Updated patch attached as XMLTABLE-v3 includes the docs changes. Note
that it's missing tableexpr.h. For convenient review or to apply to
your working tree I also attach a diff of just my docs changes as
proposed-docs-changes.diff.


Docs:

- Can you send the sample data used to generate the example output?
I'd like to include at least a cut down part of it in the docs to make
it clear how the input correlates with output, and preferably put the
whole thing in an appendix.

- How does it decide what subset of the document to iterate over?
That's presumably rowexpr, which is xpath in postgresql? (I added this
to docs).

- xmlnamespaces clause in docs needs an example for a non-default namespace.

- What effect does xmlnamespaces clause have? Does supplying it allow
you to reference qualified names in xpath? What happens if you don't
specify it for a document that has namespaces or don't define all the
namespaces? What if you reference an undefined namespace in xpath?
What about if an undefined namespace isn't referenced by xpath, but is
inside a node selected by an xpath expression?

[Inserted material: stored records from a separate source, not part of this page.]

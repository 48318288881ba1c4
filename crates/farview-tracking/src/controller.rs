//! Per-side button edge detection and axis remapping.

use farview_vr::{ButtonId, ButtonPhase, ControllerSample, JoystickAxes, RawButtons, Side};

/// Analog trigger magnitude that counts as pressed. Anything below is
/// released; there is no hysteresis.
pub const TRIGGER_SATURATION: u8 = 255;

/// Edge-detection state for every tracked button on both hands.
///
/// Previous states live in a fixed array indexed by side and button, all
/// initialized to released, so a transition on any button is always
/// detectable and dispatch is exhaustive over [`ButtonId::ALL`].
#[derive(Debug, Default)]
pub struct ControllerTracker {
    pressed: [[bool; ButtonId::COUNT]; 2],
}

impl ControllerTracker {
    pub fn new() -> Self {
        Self::default()
    }

    /// Diff one side's sample against the stored state, recording the new
    /// state and returning one transition per button that changed. Steady
    /// state returns nothing.
    pub fn transitions(
        &mut self,
        side: Side,
        sample: &ControllerSample,
    ) -> Vec<(ButtonId, ButtonPhase)> {
        let mut out = Vec::new();
        for button in ButtonId::ALL {
            let now = mapped_state(side, sample, button);
            let prev = &mut self.pressed[side.index()][button.index()];
            if now != *prev {
                *prev = now;
                out.push((button, ButtonPhase::from_pressed(now)));
            }
        }
        out
    }
}

/// Canonical state of one logical button in a raw sample.
///
/// The hands are mirrored: the left controller's Grip is the physically
/// right grip bar and its AX/BY pair maps to X/Y, while the right
/// controller's Grip is the physically left bar and AX/BY map to A/B.
fn mapped_state(side: Side, sample: &ControllerSample, button: ButtonId) -> bool {
    let held = |raw: RawButtons| sample.buttons.contains(raw);
    match button {
        ButtonId::Home => held(RawButtons::HOME),
        ButtonId::App => held(RawButtons::APP),
        ButtonId::Click => held(RawButtons::CLICK),
        ButtonId::VolumeUp => held(RawButtons::VOLUME_UP),
        ButtonId::VolumeDown => held(RawButtons::VOLUME_DOWN),
        ButtonId::A => side == Side::Right && held(RawButtons::AX),
        ButtonId::B => side == Side::Right && held(RawButtons::BY),
        ButtonId::X => side == Side::Left && held(RawButtons::AX),
        ButtonId::Y => side == Side::Left && held(RawButtons::BY),
        ButtonId::Grip => match side {
            Side::Left => held(RawButtons::RIGHT_GRIP),
            Side::Right => held(RawButtons::LEFT_GRIP),
        },
        ButtonId::Trigger => sample.trigger == TRIGGER_SATURATION,
    }
}

/// Remap both touchpads into a joystick sample: raw 0-255 becomes
/// `v / 128 - 1`, and the axis order is swapped so the raw primary axis is
/// reported as Y and the secondary as X.
pub fn joystick_axes(left: &ControllerSample, right: &ControllerSample) -> JoystickAxes {
    JoystickAxes {
        left_x: remap_axis(left.touchpad[1]),
        left_y: remap_axis(left.touchpad[0]),
        right_x: remap_axis(right.touchpad[1]),
        right_y: remap_axis(right.touchpad[0]),
    }
}

fn remap_axis(raw: u8) -> f32 {
    raw as f32 / 128.0 - 1.0
}
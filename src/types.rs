/*!
 * Core types and data structures for promptree
 */

use std::path::PathBuf;

use serde::{Deserialize, Serialize};
use strum::{Display, EnumString};

/// One immediate child of a listed directory
///
/// Identity is `absolute_path`, which is canonical and always inside the root.
/// Directories carry `has_children` and never `size`; files the other way round.
#[derive(Debug, Clone, PartialEq, Eq, Serialize, Deserialize)]
pub struct Node {
    /// Entry name
    pub name: String,
    /// POSIX path relative to the root
    #[serde(rename = "path")]
    pub relative_path: String,
    /// Canonical absolute path
    #[serde(rename = "fullPath")]
    pub absolute_path: PathBuf,
    /// Whether this entry is a directory
    #[serde(rename = "isDirectory")]
    pub is_dir: bool,
    /// Size in bytes (files only)
    #[serde(default, skip_serializing_if = "Option::is_none")]
    pub size: Option<u64>,
    /// Whether at least one non-ignored entry exists below (directories only)
    #[serde(
        default,
        rename = "hasChildren",
        skip_serializing_if = "Option::is_none"
    )]
    pub has_children: Option<bool>,
}

impl Node {
    /// Create a directory node
    pub fn directory(
        name: impl Into<String>,
        relative_path: impl Into<String>,
        absolute_path: PathBuf,
        has_children: bool,
    ) -> Self {
        Self {
            name: name.into(),
            relative_path: relative_path.into(),
            absolute_path,
            is_dir: true,
            size: None,
            has_children: Some(has_children),
        }
    }

    /// Create a file node
    pub fn file(
        name: impl Into<String>,
        relative_path: impl Into<String>,
        absolute_path: PathBuf,
        size: u64,
    ) -> Self {
        Self {
            name: name.into(),
            relative_path: relative_path.into(),
            absolute_path,
            is_dir: false,
            size: Some(size),
            has_children: None,
        }
    }
}

/// One page of a directory listing
#[derive(Debug, Clone, PartialEq, Eq, Serialize, Deserialize)]
pub struct ChildPage {
    /// Nodes in server order: directories first, then case-insensitive name
    pub children: Vec<Node>,
    /// Offset this page starts at
    pub offset: usize,
    /// Requested page size
    pub limit: usize,
    /// Number of non-ignored children in the whole directory
    pub total: usize,
    /// Whether entries remain after this page
    #[serde(rename = "hasMore")]
    pub has_more: bool,
}

impl ChildPage {
    /// An empty page for a directory that could not be scanned
    pub fn empty(offset: usize, limit: usize) -> Self {
        Self {
            children: Vec::new(),
            offset,
            limit,
            total: 0,
            has_more: false,
        }
    }
}

/// Description of the directory a page was listed from
#[derive(Debug, Clone, PartialEq, Eq, Serialize, Deserialize)]
pub struct ParentInfo {
    /// Directory name (the root's full path when the name is empty)
    pub name: String,
    /// POSIX path relative to the root, empty for the root itself
    pub path: String,
    /// Canonical absolute path
    #[serde(rename = "fullPath")]
    pub full_path: PathBuf,
}

/// Why rendered text is not the file's own content
#[derive(Debug, Clone, Copy, PartialEq, Eq, Display, EnumString, Serialize, Deserialize)]
#[strum(serialize_all = "lowercase")]
#[serde(rename_all = "lowercase")]
pub enum NoteKind {
    /// The file looks binary and was replaced by a placeholder
    Binary,
    /// The file could not be stat'ed, opened or read
    Error,
}

/// Safe textual representation of a file
#[derive(Debug, Clone, PartialEq, Eq)]
pub struct RenderedText {
    /// Text to place inside the fence
    pub text: String,
    /// Whether the content was cut at the size cap
    pub truncated: bool,
    /// Set when `text` is a placeholder or an error message
    pub note: Option<NoteKind>,
}

impl RenderedText {
    /// Plain file content
    pub fn content(text: String, truncated: bool) -> Self {
        Self {
            text,
            truncated,
            note: None,
        }
    }

    /// Error note in place of the content
    pub fn error(message: String) -> Self {
        Self {
            text: message,
            truncated: false,
            note: Some(NoteKind::Error),
        }
    }

    /// Fixed binary placeholder
    pub fn binary(placeholder: &str) -> Self {
        Self {
            text: placeholder.to_string(),
            truncated: false,
            note: Some(NoteKind::Binary),
        }
    }
}

#[cfg(test)]
mod tests {
    use super::*;

    #[test]
    fn test_directory_node_json_shape() {
        let node = Node::directory("src", "src", PathBuf::from("/r/src"), true);
        let json = serde_json::to_value(&node).unwrap();
        assert_eq!(json["name"], "src");
        assert_eq!(json["fullPath"], "/r/src");
        assert_eq!(json["isDirectory"], true);
        assert_eq!(json["hasChildren"], true);
        assert!(json.get("size").is_none());
    }

    #[test]
    fn test_file_node_json_shape() {
        let node = Node::file("a.rs", "src/a.rs", PathBuf::from("/r/src/a.rs"), 12);
        let json = serde_json::to_value(&node).unwrap();
        assert_eq!(json["path"], "src/a.rs");
        assert_eq!(json["size"], 12);
        assert!(json.get("hasChildren").is_none());
    }

    #[test]
    fn test_note_kind_display() {
        assert_eq!(NoteKind::Binary.to_string(), "binary");
        assert_eq!("error".parse::<NoteKind>().unwrap(), NoteKind::Error);
    }
}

- What are the rules for converting the matched XML node into a value?
If the matched node is not a simple text node or lacks a text node as
its single child, what happens?

- What happens if the matched has multiple text node children? This
can happen if, for example, you have something like

    <matchedNode>
      some text <!-- comment splits up text node --> other text
    </matchedNode>

- Is there a way to get an attribute as a value? If so, an example
should show this because it's going to be a common need. Presumably
you want   node/@attrname ?

- What happens if COLUMNS is not specified at all? It looks like it
returns a single column result set with the matched entries as 'xml'
type, so added to docs, please verify.


- PASSING clause isn't really defined. You can specify one PASSING
entry as a literal/colref/expression, and it's the argument xml
document, right? The external docs you referred to say that PASSING
may have a BY VALUE keyword, alias its argument with AS, and may have
expressions, e.g.

    PASSING BY VALUE '<x/>' AS a, '<y/>' AS b

  Neither aliases nor multiple entries are supported by the code or
grammar. Should this be documented as a restriction? Do you know if
that's an extension by the other implementation or if it's SQL/XML
standard? (I've drafted a docs update to cover this in the updated
patch).


- What does BY REF mean? Should this just be mentioned with a "see
xmlexists(...)" since it seems to be compatibility noise? Is there a
corresponding BY VALUE or similar?


- The parser definitions re-use xmlexists_argument . I don't mind
that, but it's worth noting here in case others do.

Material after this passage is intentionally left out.